Data from the BASKET-LATE study, presented at the 2006 American College of Cardiology Scientific Sessions, and a meta-analysis by Carmenzind et al., presented at that 2006 European Society of Cardiology Annual Meeting, suggested that drug-eluting stents (DES) were associated with an increased risk of late stent thrombosis, cardiac mortality, MI and all-cause mortality.

Cardiologists around the world scrambled to find out why this was happening while debating if the duration of prescription antiplatelet therapy (only clopidogrel at time) was sufficient for patients who had DES.

At the time, the take-home message was smple: proceed with caution in the use of DES.

Back in 2006, there were only two DES on the market: Cypher from Cordis, a Johnson & Johnson company, and Taxus from Boston Scientific.

Twenty years later, the current generation of DES have a much better safety profile and are an integral component of the armamentarium used to treat coronary artery disease. There are also more stent manufacturers nowincluding Medtronic, Boston Scientific, Abbott, Biotronik and othersand additional antiplatelet agents doctors can prescribe. 

Amar Krishnaswamy, MD, section head of invasive & interventional cardiology at the Cleveland Clinic, spoke to Cardiovascular Business about the current state of DES and the future of stent technology.

How have stents changed the way CV disease is treated?

Amar Krishnaswamy: Generally speaking, the survival of patients and quality of life for patients having an MI have improved substantially over the last 30 or 40 years because of heart catheterization and stents in addition to the public health initiatives that have gone into earlier recognition of MI and also the medications that we use for blood pressure, cholesterol, and so on. 

Patients who have what we call stable angina can have significant quality of life limitations because of their symptoms, and so stenting has proven to be a very safe and effective alternative to the other option, which is cardiac surgery or bypass.

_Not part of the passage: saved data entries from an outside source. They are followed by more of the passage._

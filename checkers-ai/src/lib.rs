//! 叠子跳棋 AI 引擎
//!
//! 包含:
//! - 通用博弈接口
//! - 局面快照与状态转移
//! - 行权重评估函数
//! - Minimax / Alpha-Beta 搜索（深度截断）
//! - 对局会话（走法历史）

mod engine;
mod evaluate;
mod game;
mod search;
mod session;
mod state;

pub use engine::{decide, AiConfig, AiEngine, Algorithm, Decision};
pub use evaluate::Evaluator;
pub use game::Game;
pub use search::{alpha_beta_search, minimax_decision, SearchOutcome};
pub use session::GameSession;
pub use state::{Checkers, GameState};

In that regard, stents have been very beneficial for elective treatment as well. 

How important it is for patients who have had stents to follow recommended medication protocols? 

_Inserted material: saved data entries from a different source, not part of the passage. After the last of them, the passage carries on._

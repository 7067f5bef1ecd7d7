//! 错误类型定义

use thiserror::Error;

use crate::piece::Side;

/// 配置错误
///
/// 核心逻辑（走法生成、状态转移、评估、搜索）都是全函数，
/// 唯一需要快速失败的是配置误用。
#[derive(Error, Debug, Clone, PartialEq)]
pub enum ConfigError {
    /// 无法识别的走子方
    #[error("Unknown side to move: {token:?} (expected \"Star\" or \"Circle\")")]
    UnknownSide { token: String },

    /// 权重表长度不是 8
    #[error("Score table must have exactly {expected} weights, got {actual}")]
    ScoreTableLength { expected: usize, actual: usize },

    /// 无效的权重
    #[error("Invalid score weight: {value:?}")]
    InvalidWeight { value: String },

    /// 无效的格子编码
    #[error("Invalid cell {value:?} at ({row}, {col})")]
    InvalidCell { row: usize, col: usize, value: String },

    /// 棋盘形状不对
    #[error("Invalid board shape: {reason}")]
    BoardShape { reason: String },

    /// 单方棋子过多
    #[error("{side} has {total} pieces, at most {max} allowed")]
    TooManyPieces { side: Side, total: usize, max: usize },

    /// 无效的搜索深度
    #[error("Invalid max depth: {value:?}")]
    InvalidDepth { value: String },

    /// 输入缺少行
    #[error("Input is missing line {line} ({what})")]
    MissingLine { line: usize, what: &'static str },

    /// 无效的棋盘记号
    #[error("Invalid notation: {value:?}")]
    InvalidNotation { value: String },
}

/// 协议错误类型
#[derive(Error, Debug)]
pub enum ProtocolError {
    /// IO 错误
    #[error("IO error: {0}")]
    Io(#[from] std::io::Error),

    /// JSON 序列化错误
    #[error("JSON serialization error: {0}")]
    Json(#[from] serde_json::Error),

    /// 配置错误
    #[error("Config error: {0}")]
    Config(#[from] ConfigError),
}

There are a couple of different aspects of the medical therapy that we should address after stenting. 

The first is the duration of dual-antiplatelet therapy (DAPT). This usually includes life-long aspirin and secondary agents such as clopidogrel or prasugrel or ticagrelor. 

The duration of that second agent really depends on patient circumstances. The recommendation for DAPT can be as short as one month or as long as years. 

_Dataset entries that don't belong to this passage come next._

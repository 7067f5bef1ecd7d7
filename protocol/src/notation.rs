//! 棋盘记号
//!
//! 位置记为 `<字母><数字>`：
//! - 字母：`'A' + (7 - row)`，第 7 行为 A，第 0 行为 H
//! - 数字：`col + 1`
//!
//! 走法记为 `<起点>-<终点>`，停一手记为 `pass`。

use crate::constants::{BOARD_SIZE, PASS_TOKEN};
use crate::error::ConfigError;
use crate::moves::Move;
use crate::piece::Position;

/// 棋盘记号
pub struct Notation;

impl Notation {
    /// 位置转换为记号
    pub fn position_to_string(pos: Position) -> String {
        let letter = (b'A' + (BOARD_SIZE as u8 - 1 - pos.row)) as char;
        format!("{}{}", letter, pos.col + 1)
    }

    /// 走法转换为记号
    pub fn move_to_string(mv: &Move) -> String {
        match mv {
            Move::Pass => PASS_TOKEN.to_string(),
            Move::Play { from, to } => format!(
                "{}-{}",
                Self::position_to_string(*from),
                Self::position_to_string(*to)
            ),
        }
    }

    /// 解析位置记号
    pub fn parse_position(text: &str) -> Result<Position, ConfigError> {
        let invalid = || ConfigError::InvalidNotation {
            value: text.to_string(),
        };

        let mut chars = text.trim().chars();
        let letter = chars.next().filter(|c| c.is_ascii_uppercase()).ok_or_else(invalid)?;
        let number: u8 = chars.as_str().parse().map_err(|_| invalid())?;

        let letter_index = letter as u8 - b'A';
        if letter_index as usize >= BOARD_SIZE || number == 0 {
            return Err(invalid());
        }
        Position::new(BOARD_SIZE as u8 - 1 - letter_index, number - 1).ok_or_else(invalid)
    }

    /// 解析走法记号
    pub fn parse_move(text: &str) -> Result<Move, ConfigError> {
        let text = text.trim();
        if text == PASS_TOKEN {
            return Ok(Move::Pass);
        }

        let (from, to) = text.split_once('-').ok_or_else(|| ConfigError::InvalidNotation {
            value: text.to_string(),
        })?;
        Ok(Move::play(Self::parse_position(from)?, Self::parse_position(to)?))
    }
}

It’s really imperative that patients discuss with their interventional cardiologist how long they should be on those medicines. 

Related to that, many patients require various different procedures or surgeries after having had a stent. 

They will often receive a generic recommendation to “stop your blood thinners” at a certain time-period before that procedure. 

For a patient with a stent, that may or not be a safe recommendation. Any recommendations to stop your blood thinners should be discussed you’re your interventional cardiologist. 

With regard to the secondary preventive therapies, meaning those medications and lifestyle modifications that we recommend, they can includes statins, antihypertensives, diet recommendations, exercise and cardiovascular rehab recommendations and the management of other related cardiovascular risk factors such as diabetes or tobacco use.   

Those are all as important in maintaining future coronary health as the index stent was in the first place.  

What is the status of bioresorbable stents? 

The bioabsorbable scaffold held a lot of promise because it’s a very attractive idea that you can open a vessel, keep it open for as long as the vessel needs to heal and then the stent itself completely dissolves away and there is nothing left behind. Unfortunately, the first generations of that technology, while effective in that regard, raised concerns about thrombosis. It did not have as safe a profile as everyone expected or hoped. 

There have been analyses that perhaps we didn’t know enough about how to optimize the safety of those stents, the size of vessel that should have those stents, and how to make sure that the implantation process is optimized for future safety. There has been a lot of research into that. 

So, there are currently companies working on the next generation of bioabsorbable platforms and there are clinical trials ongoing.

What advancements go you see on the horizon regarding stent technology? 

Interventional cardiology has been a leader in trying to make things better for patients with regard to catheter-based technology. 

In the arena of stents there is plenty of device innovation among the major companies and smaller companies looking at how to make stents even safer. These are exciting areas.  

Trying to figure out where the pitfalls were in the bioabsorbable scaffold and make that technology better will be interesting to see. 

As far as opening up blockages is concerned, we have access to newer technologies that help us to open up arteries that are completely blocked – called chronic total occlusion. We are a lot better at opening those vessels now than even four or five years ago. 

There are also newer techniques to re-open stents that have narrowed, called in-stent restenosis, or break-up calcium inside vessels that previously made it difficult to properly open and stent blockages.

We are also using intravascular imaging, things like intravascular ultrasound or optical coherence tomography, to look inside the vessel as we place stents and better understand how to optimize these stents to be more effective and last longer.